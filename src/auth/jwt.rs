use chrono::{DateTime, Duration, Utc};
use jsonwebtoken::{Algorithm, DecodingKey, EncodingKey, Header, Validation, decode, encode};
use jsonwebtoken::errors::ErrorKind;

use crate::auth::{AuthConfig, AuthError, AuthResult};

/// Claim set carried by every bearer token: subject id, username, role,
/// and the issue/expiry instants. Nothing else is trusted from the client.
#[derive(Debug, Clone, serde::Serialize, serde::Deserialize)]
pub struct AccessTokenClaims {
    pub sub: String,
    pub username: String,
    pub role: String,
    pub iat: i64,
    pub exp: i64,
}

#[derive(Debug, Clone)]
pub struct SignedAccessToken {
    pub token: String,
    pub expires_at: DateTime<Utc>,
}

/// Stateless token issue/verify against a process-held HS256 secret. There
/// is no refresh mechanism and no server-side revocation: a token is valid
/// until its absolute expiry.
pub struct JwtService {
    encoding_key: EncodingKey,
    decoding_key: DecodingKey,
    validation: Validation,
    token_ttl: Duration,
}

impl JwtService {
    pub fn from_config(config: &AuthConfig) -> AuthResult<Self> {
        let secret_bytes = config.jwt_secret.as_bytes();
        let encoding_key = EncodingKey::from_secret(secret_bytes);
        let decoding_key = DecodingKey::from_secret(secret_bytes);

        let mut validation = Validation::new(Algorithm::HS256);
        // Expiry is an absolute bound; a token aged exactly one day is out.
        validation.leeway = 0;

        Ok(Self {
            encoding_key,
            decoding_key,
            validation,
            token_ttl: Duration::seconds(config.token_ttl_secs),
        })
    }

    pub fn issue_access_token(
        &self,
        user_id: i32,
        username: &str,
        role: &str,
    ) -> AuthResult<SignedAccessToken> {
        let now = Utc::now();
        let expires_at = now + self.token_ttl;

        let claims = AccessTokenClaims {
            sub: user_id.to_string(),
            username: username.to_string(),
            role: role.to_string(),
            iat: now.timestamp(),
            exp: expires_at.timestamp(),
        };

        let token = encode(&Header::new(Algorithm::HS256), &claims, &self.encoding_key)?;

        Ok(SignedAccessToken { token, expires_at })
    }

    /// Check signature and expiry, returning the decoded claims. Any
    /// failure means the token is not trusted at all.
    pub fn decode_access_token(&self, token: &str) -> AuthResult<AccessTokenClaims> {
        let token_data = decode::<AccessTokenClaims>(token, &self.decoding_key, &self.validation)
            .map_err(|err| match err.kind() {
                ErrorKind::ExpiredSignature => AuthError::TokenExpired,
                _ => AuthError::TokenInvalid,
            })?;
        Ok(token_data.claims)
    }
}

#[cfg(test)]
mod tests {
    use super::*;
    use crate::auth::AuthConfig;

    const TEST_JWT_SECRET: &str = "super-secret-test-key";

    fn make_service(token_ttl_secs: i64) -> JwtService {
        let config = AuthConfig {
            jwt_secret: TEST_JWT_SECRET.into(),
            token_ttl_secs,
        };
        JwtService::from_config(&config).expect("jwt service")
    }

    #[test]
    fn issues_and_decodes_access_tokens() {
        let service = make_service(24 * 60 * 60);

        let token = service
            .issue_access_token(42, "al", "student")
            .expect("issue token");

        let claims = service
            .decode_access_token(&token.token)
            .expect("decode token");

        assert_eq!(claims.sub, "42");
        assert_eq!(claims.username, "al");
        assert_eq!(claims.role, "student");
        assert!(claims.exp > claims.iat);
        assert_eq!(claims.exp - claims.iat, 24 * 60 * 60);
    }

    #[test]
    fn rejects_expired_tokens() {
        let service = make_service(-60);
        let token = service
            .issue_access_token(7, "al", "student")
            .expect("issue token");

        match service.decode_access_token(&token.token) {
            Err(AuthError::TokenExpired) => {}
            other => panic!("expected TokenExpired, got {other:?}"),
        }
    }

    #[test]
    fn rejects_tokens_signed_with_another_secret() {
        let issuing = make_service(3600);
        let verifying = JwtService::from_config(&AuthConfig {
            jwt_secret: "a-different-secret".into(),
            token_ttl_secs: 3600,
        })
        .expect("jwt service");

        let token = issuing
            .issue_access_token(7, "al", "student")
            .expect("issue token");

        match verifying.decode_access_token(&token.token) {
            Err(AuthError::TokenInvalid) => {}
            other => panic!("expected TokenInvalid, got {other:?}"),
        }
    }

    #[test]
    fn rejects_tampered_tokens() {
        let service = make_service(3600);
        let token = service
            .issue_access_token(7, "al", "student")
            .expect("issue token");

        let mut tampered = token.token.clone();
        let flipped = if tampered.ends_with('A') { 'B' } else { 'A' };
        tampered.pop();
        tampered.push(flipped);

        match service.decode_access_token(&tampered) {
            Err(AuthError::TokenInvalid) => {}
            other => panic!("expected TokenInvalid, got {other:?}"),
        }

        assert!(matches!(
            service.decode_access_token("not-a-token"),
            Err(AuthError::TokenInvalid)
        ));
    }
}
•••
# What the task requires
Make an exact copy of all the entries above.

# Answer for this exercise
filename src/auth/jwt.rs
use chrono::{DateTime, Duration, Utc};
use jsonwebtoken::{Algorithm, DecodingKey, EncodingKey, Header, Validation, decode, encode};
use jsonwebtoken::errors::ErrorKind;

use crate::auth::{AuthConfig, AuthError, AuthResult};

/// Claim set carried by every bearer token: subject id, username, role,
/// and the issue/expiry instants. Nothing else is trusted from the client.
#[derive(Debug, Clone, serde::Serialize, serde::Deserialize)]
pub struct AccessTokenClaims {
    pub sub: String,
    pub username: String,
    pub role: String,
    pub iat: i64,
    pub exp: i64,
}

#[derive(Debug, Clone)]
pub struct SignedAccessToken {
    pub token: String,
    pub expires_at: DateTime<Utc>,
}

/// Stateless token issue/verify against a process-held HS256 secret. There
/// is no refresh mechanism and no server-side revocation: a token is valid
/// until its absolute expiry.
pub struct JwtService {
    encoding_key: EncodingKey,
    decoding_key: DecodingKey,
    validation: Validation,
    token_ttl: Duration,
}

impl JwtService {
    pub fn from_config(config: &AuthConfig) -> AuthResult<Self> {
        let secret_bytes = config.jwt_secret.as_bytes();
        let encoding_key = EncodingKey::from_secret(secret_bytes);
        let decoding_key = DecodingKey::from_secret(secret_bytes);

        let mut validation = Validation::new(Algorithm::HS256);
        // Expiry is an absolute bound; a token aged exactly one day is out.
        validation.leeway = 0;

        Ok(Self {
            encoding_key,
            decoding_key,
            validation,
            token_ttl: Duration::seconds(config.token_ttl_secs),
        })
    }

    pub fn issue_access_token(
        &self,
        user_id: i32,
        username: &str,
        role: &str,
    ) -> AuthResult<SignedAccessToken> {
        let now = Utc::now();
        let expires_at = now + self.token_ttl;

        let claims = AccessTokenClaims {
            sub: user_id.to_string(),
            username: username.to_string(),
            role: role.to_string(),
            iat: now.timestamp(),
            exp: expires_at.timestamp(),
        };

        let token = encode(&Header::new(Algorithm::HS256), &claims, &self.encoding_key)?;

        Ok(SignedAccessToken { token, expires_at })
    }

    /// Check signature and expiry, returning the decoded claims. Any
    /// failure means the token is not trusted at all.
    pub fn decode_access_token(&self, token: &str) -> AuthResult<AccessTokenClaims> {
        let token_data = decode::<AccessTokenClaims>(token, &self.decoding_key, &self.validation)
            .map_err(|err| match err.kind() {
                ErrorKind::ExpiredSignature => AuthError::TokenExpired,
                _ => AuthError::TokenInvalid,
            })?;
        Ok(token_data.claims)
    }
}

#[cfg(test)]
mod tests {
    use super::*;
    use crate::auth::AuthConfig;

    const TEST_JWT_SECRET: &str = "super-secret-test-key";

    fn make_service(token_ttl_secs: i64) -> JwtService {
        let config = AuthConfig {
            jwt_secret: TEST_JWT_SECRET.into(),
            token_ttl_secs,
        };
        JwtService::from_config(&config).expect("jwt service")
    }

    #[test]
    fn issues_and_decodes_access_tokens() {
        let service = make_service(24 * 60 * 60);

        let token = service
            .issue_access_token(42, "al", "student")
            .expect("issue token");

        let claims = service
            .decode_access_token(&token.token)
            .expect("decode token");

        assert_eq!(claims.sub, "42");
        assert_eq!(claims.username, "al");
        assert_eq!(claims.role, "student");
        assert!(claims.exp > claims.iat);
        assert_eq!(claims.exp - claims.iat, 24 * 60 * 60);
    }

    #[test]
    fn rejects_expired_tokens() {
        let service = make_service(-60);
        let token = service
            .issue_access_token(7, "al", "student")
            .expect("issue token");

        match service.decode_access_token(&token.token) {
            Err(AuthError::TokenExpired) => {}
            other => panic!("expected TokenExpired, got {other:?}"),
        }
    }

    #[test]
    fn rejects_tokens_signed_with_another_secret() {
        let issuing = make_service(3600);
        let verifying = JwtService::from_config(&AuthConfig {
            jwt_secret: "a-different-secret".into(),
            token_ttl_secs: 3600,
        })
        .expect("jwt service");

        let token = issuing
            .issue_access_token(7, "al", "student")
            .expect("issue token");

        match verifying.decode_access_token(&token.token) {
            Err(AuthError::TokenInvalid) => {}
            other => panic!("expected TokenInvalid, got {other:?}"),
        }
    }

    #[test]
    fn rejects_tampered_tokens() {
        let service = make_service(3600);
        let token = service
            .issue_access_token(7, "al", "student")
            .expect("issue token");

        let mut tampered = token.token.clone();
        let flipped = if tampered.ends_with('A') { 'B' } else { 'A' };
        tampered.pop();
        tampered.push(flipped);

        match service.decode_access_token(&tampered) {
            Err(AuthError::TokenInvalid) => {}
            other => panic!("expected TokenInvalid, got {other:?}"),
        }

        assert!(matches!(
            service.decode_access_token("not-a-token"),
            Err(AuthError::TokenInvalid)
        ));
    }
}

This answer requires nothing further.